Otherwise, individuals risk being shut out of society, McCollough said. “A person that refuses to grant digital permission soon becomes effectively canceled. Just as there was no spoon in the Matrix there is no self-sovereignty to any of this. They pretend to give you control when the next step is a demand you yield ‘permission’ or else.”
Indeed, Aadhaar, the nationwide Indian digital ID system after which MOSIP is modeled, has been beset by privacy-related controversies.
Launched in 2009, Aadhaar eventually enrolled over 99% of all Indian adults, linking them with many public and private services, including bank accounts, electoral identity verification, income tax filings, digital payments systems, government pensions, subsidies and welfare payments — even SIM card registration.
Yet in 2017, Aadhaar generated controversy when HIV patients reported being coerced into providing their Aadhaar ID, leading many to drop out of treatment programs due to privacy concerns.

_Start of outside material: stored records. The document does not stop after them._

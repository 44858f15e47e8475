use std::io::Write;

use super::CountMatrix;

/// A sample × gene matrix CSV writer.
///
/// NaN values are written as empty fields.
pub struct Writer<W>
where
    W: Write,
{
    inner: csv::Writer<W>,
}

impl<W> Writer<W>
where
    W: Write,
{
    pub fn new(inner: W) -> Self {
        Self {
            inner: csv::Writer::from_writer(inner),
        }
    }

    pub fn get_ref(&self) -> &W {
        self.inner.get_ref()
    }

    pub fn write_matrix(&mut self, matrix: &CountMatrix) -> csv::Result<()> {
        let header = std::iter::once("").chain(matrix.gene_ids().iter().map(String::as_str));
        self.inner.write_record(header)?;

        for (sample_id, row) in matrix.sample_ids().iter().zip(matrix.values().rows()) {
            let mut record = Vec::with_capacity(row.len() + 1);
            record.push(sample_id.clone());
            record.extend(row.iter().map(|&n| format_value(n)));
            self.inner.write_record(&record)?;
        }

        self.inner.flush()?;

        Ok(())
    }
}

fn format_value(n: f64) -> String {
    if n.is_nan() {
        String::new()
    } else {
        n.to_string()
    }
}
//! Counts adjusted with upper quartile factors (CUF).
//!
//! See "[Normalization of RNA-seq data using factor analysis of control genes or
//! samples](https://doi.org/10.1186/s13059-021-02568-9)" (2022) by Johnson and Krishnan.

use ndarray::{Array1, Array2, ArrayView2};

use super::{rescale_counts, Error, Fit, Transform, Uq};

/// Raw counts divided by upper quartile normalization factors.
#[derive(Debug, Default)]
pub struct Cuf {
    inner: Uq,
}

impl Cuf {
    pub fn new() -> Self {
        Self::default()
    }
}

impl Fit for Cuf {
    fn fit(&mut self, counts: ArrayView2<'_, f64>) -> Result<&mut Self, Error> {
        self.inner.fit(counts)?;
        Ok(self)
    }
}

impl Transform for Cuf {
    fn norm_factors(&self, counts: ArrayView2<'_, f64>) -> Result<Array1<f64>, Error> {
        self.inner.norm_factors(counts)
    }

    fn transform(&self, counts: ArrayView2<'_, f64>) -> Result<Array2<f64>, Error> {
        let factors = self.norm_factors(counts)?;
        Ok(rescale_counts(counts, factors.view()))
    }
}

#[cfg(test)]
mod tests {
    use ndarray::array;

    use super::*;
    use crate::normalization::tests::{assert_all_approx_eq, toy_counts};

    #[test]
    fn test_transform() -> Result<(), Error> {
        let counts = toy_counts();

        let mut cuf = Cuf::new();
        cuf.fit(counts.view())?;

        let factors = cuf.norm_factors(counts.view())?;
        assert_all_approx_eq(&factors, &array![1.0, 1.0, 0.5, 2.0]);

        let values = cuf.transform(counts.view())?;

        let expected = array![
            [200.0, 300.0, 500.0, 2000.0, 7000.0],
            [400.0, 600.0, 1000.0, 4000.0, 14000.0],
            [400.0, 600.0, 1000.0, 4000.0, 34000.0],
            [100.0, 150.0, 250.0, 1000.0, 1000.0],
        ];

        for (actual, expected) in values.iter().zip(&expected) {
            assert!((actual - expected).abs() / expected < 1e-9);
        }

        Ok(())
    }
}
//! Transcripts per million (TPM).

use ndarray::Array2;

use super::{cpm, validate, Error, GeneLengthSource};
use crate::CountMatrix;

/// TPM normalization.
#[derive(Debug)]
pub struct Tpm {
    source: GeneLengthSource,
}

impl Tpm {
    pub fn new(source: GeneLengthSource) -> Self {
        Self { source }
    }

    /// Returns counts divided by gene length in kilobases, scaled so that each sample sums to
    /// one million.
    ///
    /// Genes without a known length are NaN and excluded from the sample sums.
    pub fn transform(&self, counts: &CountMatrix) -> Result<Array2<f64>, Error> {
        validate(counts.values())?;

        let lengths = self.source.resolve(counts.gene_ids())?;
        let mut length_normalized_counts = counts.values().to_owned();

        for mut row in length_normalized_counts.rows_mut() {
            for (n, &length) in row.iter_mut().zip(&lengths) {
                *n = *n / length * 1e3;
            }
        }

        Ok(cpm::normalize_nan(length_normalized_counts.view()))
    }
}
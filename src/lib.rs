pub use self::{feature::Feature, matrix::CountMatrix};

pub mod cli;
pub mod commands;
pub mod feature;
pub mod gtf;
pub mod lengths;
pub mod matrix;
pub mod normalization;

pub use self::cli::Cli;

use std::{
    collections::HashMap,
    io::{self, BufRead},
};

use thiserror::Error;
use tracing::info;

#[derive(Debug, Error)]
pub enum ReadFeaturesError {
    #[error("invalid record at line {0}")]
    InvalidRecord(usize, #[source] io::Error),
    #[error("missing attribute '{1}' in record at line {0}")]
    MissingAttribute(usize, String),
}

/// Reads features of the given type from a GTF reader, grouped by the value of the
/// `feature_id` attribute.
///
/// Comments and directives are skipped.
pub fn read_features<R>(
    reader: &mut noodles::gtf::Reader<R>,
    feature_type: &str,
    feature_id: &str,
) -> Result<HashMap<String, Vec<Feature>>, ReadFeaturesError>
where
    R: BufRead,
{
    let mut features: HashMap<String, Vec<Feature>> = HashMap::new();

    for (i, result) in reader.lines().enumerate() {
        let line_number = i + 1;
        let line = result.map_err(|e| ReadFeaturesError::InvalidRecord(line_number, e))?;

        let noodles::gtf::Line::Record(record) = line else {
            continue;
        };

        if record.ty() != feature_type {
            continue;
        }

        let id = record
            .attributes()
            .iter()
            .find(|e| e.key() == feature_id)
            .map(|e| e.value())
            .ok_or_else(|| ReadFeaturesError::MissingAttribute(line_number, feature_id.into()))?;

        let feature = Feature::new(
            record.reference_sequence_name().into(),
            record.start(),
            record.end(),
            record.strand(),
        );

        features.entry(id.into()).or_default().push(feature);
    }

    info!("read {} unique features", features.len());

    Ok(features)
}

#[cfg(test)]
mod tests {
    use noodles::{core::Position, gtf::record::Strand};

    use super::*;

    #[test]
    fn test_read_features() -> anyhow::Result<()> {
        let data = b"#!genome-build GRCh38.p12
sq0\t.\tgene\t1\t30\t.\t+\t.\tgene_id \"gene0\";
sq0\t.\texon\t1\t10\t.\t+\t.\tgene_id \"gene0\"; transcript_id \"tx0\";
sq0\t.\texon\t21\t30\t.\t+\t.\tgene_id \"gene0\"; transcript_id \"tx0\";
sq1\t.\texon\t41\t50\t.\t-\t.\tgene_id \"gene1\"; transcript_id \"tx1\";
";
        let mut reader = noodles::gtf::Reader::new(&data[..]);

        let features = read_features(&mut reader, "exon", "gene_id")?;

        assert_eq!(features.len(), 2);
        assert_eq!(
            features["gene0"],
            [
                Feature::new(
                    String::from("sq0"),
                    Position::try_from(1)?,
                    Position::try_from(10)?,
                    Some(Strand::Forward)
                ),
                Feature::new(
                    String::from("sq0"),
                    Position::try_from(21)?,
                    Position::try_from(30)?,
                    Some(Strand::Forward)
                ),
            ]
        );
        assert_eq!(
            features["gene1"],
            [Feature::new(
                String::from("sq1"),
                Position::try_from(41)?,
                Position::try_from(50)?,
                Some(Strand::Reverse)
            )]
        );

        Ok(())
    }

    #[test]
    fn test_read_features_with_missing_attribute() {
        let data = b"sq0\t.\tgene\t1\t30\t.\t+\t.\tgene_name \"NDLS\";
sq0\t.\texon\t1\t10\t.\t+\t.\tgene_name \"NDLS\";
";
        let mut reader = noodles::gtf::Reader::new(&data[..]);

        assert!(matches!(
            read_features(&mut reader, "exon", "gene_id"),
            Err(ReadFeaturesError::MissingAttribute(2, _))
        ));
    }

    #[test]
    fn test_read_features_with_invalid_record() {
        let data = b"sq0\t.\texon\t1\t10\t.\t+\t.\tgene_id \"gene0\";
sq0\t.\texon\tone\t10\t.\t+\t.\tgene_id \"gene0\";
";
        let mut reader = noodles::gtf::Reader::new(&data[..]);

        assert!(matches!(
            read_features(&mut reader, "exon", "gene_id"),
            Err(ReadFeaturesError::InvalidRecord(2, _))
        ));
    }
}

According to The Economist, “Aadhaar has performed poorly in places with bad internet connections or where manual workers have worn finger pads. The system also suffers security breaches. Experts say it is very easy to access it with false credentials or spoof fingerprints.”
Nevertheless, Gates, on his personal blog, praised Aadhaar — describing it as “a valuable platform for delivering social welfare programs and other government services.”
Reclaim the Net said similar concerns exist with MOSIP, arguing that “Adapting MOSIP to each nation’s unique requirements means collecting and customizing vast amounts of personal data.” MOSIP’s 80+ vendors “raises red flags” because “the higher the number of vendors, the greater the potential access points for data breaches.”
According to The Economist, “Though Aadhaar was supposed to be optional, it is hard to function without it.”
Glaser told The Defender that “ID is the Achilles heel of the entire control system. If we can remove ID from their system — meaning we regain power over our own ID with the right to opt out — then all of Achilles falls.”